To assess effects of antipsychotics on arousal level, the time spent in active waking was quantified and expressed in % of total duration of the recording session during baseline condition and within discrete time points 45–60 and 105–120 min post dosing. Network connectivity between cortical regions was computed by phase coherence, which is a measure commonly used to probe the integrity of cortical neural pathways and index the functional coupling between different cortical structures at various frequencies47. The magnitude of EEG coherence ranges between 0 and 1: a low value indicates no similarity between the two signals, whereas values close to 1 indicate a high similarity between two-time series. Functional connectivity between the time series in different electrodes was quantified by coherence at different time points before and after administration of drugs using a generalized additive mixed model where the coherence over the frequencies was fitted using a cubic spline for the different treatment groups and the heterogeneity between the animals48,49. Subsequently, coherence between each pair of electrodes was concatenated every 4 s and aggregated over 15 min in each frequency bands for each animal, time point, and treatment group. Frequency bands were selected for comparison between groups based on the most prominent oscillatory and coherent activities across different brain regions. To reduce the impact of volume conduction of signals propagated from common generators, computation of all edges in which the maximum absolute value of coherence occurred at zero time lags between time series was removed.

Drugs

All drugs were synthesized in Janssen Research and Development laboratories. For acute experiments, olanzapine (0.16, 0.64, and 2.5 mg/kg), clozapine (0.16, 0.64, and 2.5 mg/kg), and risperidone (0.16, 0.64, and 2.5 mg/kg) were formulated in H2O + 2H2T (tartaric acid) + NaCl. PCP (1.25, 2.5, and 5 mg/kg), MK801 (0.16, 0.64, and 2.5 mg/kg), and amphetamine (0.16, 0.64, and 2.5 mg/kg) were dissolved in saline solution. Solutions were subcutaneously (s.c.) administered in a volume of 5 ml/kg body weight. In the case of combined pharmacological studies, antipsychotics were administered 30 min before the drug challenge. The doses selected for PCP, MK801, and amphetamine were repeatedly found to elicit marked alterations in motor behavior and EEG patterns50. The doses of risperidone and olanzapine were selected based on occupancy of dopamine D2 receptor and their potency to attenuate the challenge-induced hyperlocomotor behavior.

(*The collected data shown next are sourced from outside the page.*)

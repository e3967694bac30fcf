//! Hash primitives shared by the owner-key derivation.

use hmac::{Hmac, Mac};
use sha2::{Digest, Sha256};

/// Bytes kept from a SHA-256 digest by [`calculate_truncated_sha256`].
pub const TRUNCATED_SHA256_LEN: usize = 8;

type HmacSha256 = Hmac<Sha256>;

/// `SHA-256(identity_key || operation)`, truncated to the first 8 bytes.
pub fn calculate_truncated_sha256(
    identity_key: &[u8],
    operation: u8,
) -> [u8; TRUNCATED_SHA256_LEN] {
    let mut hasher = Sha256::new();
    hasher.update(identity_key);
    hasher.update([operation]);
    let digest = hasher.finalize();

    let mut truncated = [0u8; TRUNCATED_SHA256_LEN];
    truncated.copy_from_slice(&digest[..TRUNCATED_SHA256_LEN]);
    truncated
}

/// HMAC-SHA256 of `message` under `key`, as lowercase hex.
pub fn calculate_hmac_sha256(key: &[u8], message: &[u8]) -> String {
    hex::encode(hmac_sha256(key, message))
}

/// Constant-time check of a hex HMAC-SHA256 tag.
///
/// Returns `false` for tags that are not valid hex.
pub fn verify_hmac_sha256(key: &[u8], message: &[u8], expected_hex: &str) -> bool {
    let Ok(expected) = hex::decode(expected_hex.trim()) else {
        return false;
    };
    let mut mac = new_mac(key);
    mac.update(message);
    mac.verify_slice(&expected).is_ok()
}

fn hmac_sha256(key: &[u8], message: &[u8]) -> [u8; 32] {
    let mut mac = new_mac(key);
    mac.update(message);
    mac.finalize().into_bytes().into()
}

fn new_mac(key: &[u8]) -> HmacSha256 {
    <HmacSha256 as Mac>::new_from_slice(key).expect("HMAC can take key of any size")
}
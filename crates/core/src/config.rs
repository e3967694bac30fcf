//! Configuration management for the FMDN core.
//!
//! Every field has a default that reproduces the stock behaviour, so an
//! empty TOML document is a valid configuration.

use serde::{Deserialize, Serialize};
#[cfg(feature = "config-file")]
use std::path::Path;

use crate::error::{CoreError, CoreResult};

/// Security domain holding the Find My Device shared key.
pub const DEFAULT_VAULT_DOMAIN: &str = "finder_hw";

#[derive(Debug, Clone, Default, PartialEq, Serialize, Deserialize)]
#[serde(default)]
pub struct FmdnConfig {
    pub vault: VaultConfig,
    pub location: LocationConfig,
}

/// Which entry of a security domain supplies the shared key.
#[derive(Debug, Clone, Copy, Default, PartialEq, Eq, Serialize, Deserialize)]
#[serde(rename_all = "snake_case")]
pub enum EpochPolicy {
    /// The first entry in response order, whatever its epoch.
    #[default]
    FirstEntry,
    /// The entry with the greatest epoch; earliest wins on ties.
    HighestEpoch,
}

#[derive(Debug, Clone, PartialEq, Serialize, Deserialize)]
#[serde(default)]
pub struct VaultConfig {
    pub domain: String,
    pub epoch_policy: EpochPolicy,
}

impl Default for VaultConfig {
    fn default() -> Self {
        Self {
            domain: DEFAULT_VAULT_DOMAIN.to_string(),
            epoch_policy: EpochPolicy::FirstEntry,
        }
    }
}

/// Location scoring knobs. Units: seconds and score points (1 point ~ 1 m).
#[derive(Debug, Clone, PartialEq, Serialize, Deserialize)]
#[serde(default)]
pub struct LocationConfig {
    /// Seconds of age that cost one score point
    pub age_unit_secs: f64,
    /// Age beyond which the stale penalty applies
    pub stale_after_secs: f64,
    /// Flat penalty for stale observations
    pub stale_penalty: f64,
    /// Subtracted from the score of the owner's own reports
    pub own_report_bonus: f64,
    /// Lookback window a history source should query
    pub history_hours: u32,
}

impl Default for LocationConfig {
    fn default() -> Self {
        Self {
            age_unit_secs: 180.0,
            stale_after_secs: 7200.0,
            stale_penalty: 100.0,
            own_report_bonus: 2.0,
            history_hours: 24,
        }
    }
}

impl FmdnConfig {
    #[cfg(feature = "config-file")]
    pub fn from_file<P: AsRef<Path>>(path: P) -> CoreResult<Self> {
        let content = std::fs::read_to_string(path)?;
        Self::from_toml_str(&content)
    }

    #[cfg(feature = "config-file")]
    pub fn from_toml_str(content: &str) -> CoreResult<Self> {
        let config: Self = toml::from_str(content)?;
        config.validate()?;
        Ok(config)
    }

    pub fn default_config() -> Self {
        Self::default()
    }

    /// Reject values that would make extraction or scoring meaningless.
    pub fn validate(&self) -> CoreResult<()> {
        if self.vault.domain.trim().is_empty() {
            return Err(CoreError::Config("vault.domain must not be empty".to_string()));
        }

        let loc = &self.location;
        if !(loc.age_unit_secs.is_finite() && loc.age_unit_secs > 0.0) {
            return Err(CoreError::Config(format!(
                "location.age_unit_secs must be positive, got {}",
                loc.age_unit_secs
            )));
        }
        for (name, value) in [
            ("location.stale_after_secs", loc.stale_after_secs),
            ("location.stale_penalty", loc.stale_penalty),
            ("location.own_report_bonus", loc.own_report_bonus),
        ] {
            if !(value.is_finite() && value >= 0.0) {
                return Err(CoreError::Config(format!(
                    "{} must be a non-negative number, got {}",
                    name, value
                )));
            }
        }
        if loc.history_hours == 0 {
            return Err(CoreError::Config(
                "location.history_hours must be at least 1".to_string(),
            ));
        }

        Ok(())
    }
}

The dose of clozapine was selected based on its ability to antagonize apomorphine-induced stereotypy behavior51.

Statistics

The values of consecutive 4 s epochs were averaged and drug-induced changes in EEG oscillations were calculated in blocks of 15 min for 2 h as the ratio of mean spectral power obtained following the administration of test drug vs. the mean spectral power obtained during 30 min baseline period. This procedure allows for assessment of drug-induced changes in EEG power expressed at each frequency band as a percentage of the original power, compared to the vehicle condition. Time course EEG spectral changes were submitted to a two-way multivariate ANOVA for repeated measures with two main factors (treatment and period of recordings), followed by pairwise comparisons between treatment levels for each of the 15 min periods. A one-way ANOVA was applied to compare effects of different antipsychotics on average percent time spent in active waking within discrete time point 45–60 and 105–120 min. Sample sizes including animal numbers were chosen to ensure adequate statistical power comparable to previously published papers. Data distribution of experiments was assumed to be normal and was presented as the means ± SEM. The aggregated coherences as well as the changes from baseline were analyzed per frequency band using an ANOVA with time, group, and its interaction as covariates while considering the heterogeneity between the different animals52. p values from the associated F-tests were reported as well as Least squares means from the corresponding ANOVA models. Associations between EEG parameters and activity levels were evaluated using Spearman rank-correlation analyses.

Results

Disruption of glutamatergic and dopaminergic transmissions affects cortical network oscillations and connectivity

The NMDA antagonists and the dopaminergic agonist were used to model the aberrant cortical network oscillations in rats that resemble the dysfunctional network oscillations widely described in schizophrenia. Acute administration of PCP dose-dependently enhanced aberrant network oscillatory synchrony in higher gamma frequencies, which was apparent in different brain areas (Fig. 1a1). As changes were comparable on the other brain hemisphere (see for PCP Fig. 1a2), only data from one hemisphere were presented in subsequent figures. MK801 induced a region-specific and time course changes in gamma oscillations in an inverted U-shaped relation, i.e., it increased with the lower and middle dose and decreased with the higher dose, which appeared to differ from those observed with PCP (Fig. 1b). Amphetamine at the higher dose increased higher gamma oscillations across different brain areas (Fig. 1c). Quantification of the time that oscillations was enhanced showed that elevated cortical gamma oscillations were already apparent at 15 min after the administration of drugs.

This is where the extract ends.